Ngo Thi Kim Hoa est morte à la suite de trois injections de silicone destinées à augmenter le volume de ses seins. C’était en avril dernier. Elle avait 26 ans. Hoa a été transportée au service d’urgence d’un grand hôpital de Hanoï, mais il était déjà trop tard. Elle a succombé à une défaillance cardiaque et respiratoire. «Les victimes de ce genre d’accident peuvent être sauvées assez facilement si les vrais soins interviennent à temps, rappelle Le Nhan Tuan, inspecteur du Service de la santé de Hanoi. Mais les employés de l’établissement où elle était, le Phan Thi Kim Chi, manquent totalement d’expérience et de connaissances. Au lieu de l’envoyer immédiatement à l’hôpital, ils l’ont retenue dans leur clinique pour lui faire un massage, pensant qu’elle avait pris froid…» La patronne de ce salon, aujourd’hui en fuite, menait elle-même cette opération alors qu’elle n’avait aucune formation en la matière. Un avis de recherche a été lancé contre elle et le centre fermé immédiatement. Six mois plus tôt, les autorités avaient déjà exigé la fermeture de cet établissement qui pratiquait des opérations non autorisées.
Marché incontrôlé
Ce genre de fait divers est fréquent au Vietnam où hommes et femmes rêvent à des physiques occidentalisés. Les Vietnamiennes rêvent d’un corps mince (ce qui est leur cas) et de seins volumineux (ce qui est rare). Elles détestent leur nez «écrasé» et leurs paupières sans plis. Femmes ou hommes d’affaires croient que s’ils avaient des yeux plus grands ou une bouche plus large ils réussiraient mieux en affaires.

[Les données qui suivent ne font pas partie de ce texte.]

//! The timer snapshot kept between CLI invocations.

use std::path::{Path, PathBuf};

use super::data_dir;
use crate::error::{ConfigError, Result};
use crate::timer::EngineSnapshot;

/// `timer.json` next to `config.toml`.
#[derive(Debug, Clone)]
pub struct TimerStateFile {
    path: PathBuf,
}

impl TimerStateFile {
    pub fn new(path: impl Into<PathBuf>) -> Self {
        Self { path: path.into() }
    }

    /// The file in the data directory.
    pub fn open_default() -> Result<Self, ConfigError> {
        Ok(Self::new(data_dir()?.join("timer.json")))
    }

    pub fn path(&self) -> &Path {
        &self.path
    }

    /// Read the saved snapshot. A missing file means no timer was saved.
    pub fn load(&self) -> Result<Option<EngineSnapshot>> {
        match std::fs::read_to_string(&self.path) {
            Ok(content) => Ok(Some(serde_json::from_str(&content)?)),
            Err(e) if e.kind() == std::io::ErrorKind::NotFound => Ok(None),
            Err(e) => Err(e.into()),
        }
    }

    pub fn save(&self, snapshot: &EngineSnapshot) -> Result<()> {
        let content = serde_json::to_string_pretty(snapshot)?;
        std::fs::write(&self.path, content)?;
        Ok(())
    }

    /// Forget the saved timer.
    pub fn clear(&self) -> Result<()> {
        match std::fs::remove_file(&self.path) {
            Err(e) if e.kind() != std::io::ErrorKind::NotFound => Err(e.into()),
            _ => Ok(()),
        }
    }
}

Hanoï compte 200 salons de beauté qui se sont en principe engagés à ne pas faire de chirurgie esthétique. Mais après à cette opération mortelle, les services de contrôle de l’État ont visité vingt de ces établissements : tous pratiquaient des opérations illégales. Parfois, ils engagent un médecin mais en général non spécialisé dans ce type de chirurgie. La capitale économique du Vietnam, Hochiminh-Ville, concentre aussi de nombreuses pseudo-cliniques clandestines. «Ces salons dépassent le cadre de leurs compétences, reconnaît l’inspecteur Le Nhan Tuan. Mais au Vietnam, le marché est tellement lucratif que des médecins n’hésitent pas à enfreindre la loi pour travailler avec ces salons illégaux. Ils peuvent être à l’origine ophtalmologues, dermatologues, orthopédistes, oto-rhino-laryngologistes et faire finalement de la chirurgie plastique.»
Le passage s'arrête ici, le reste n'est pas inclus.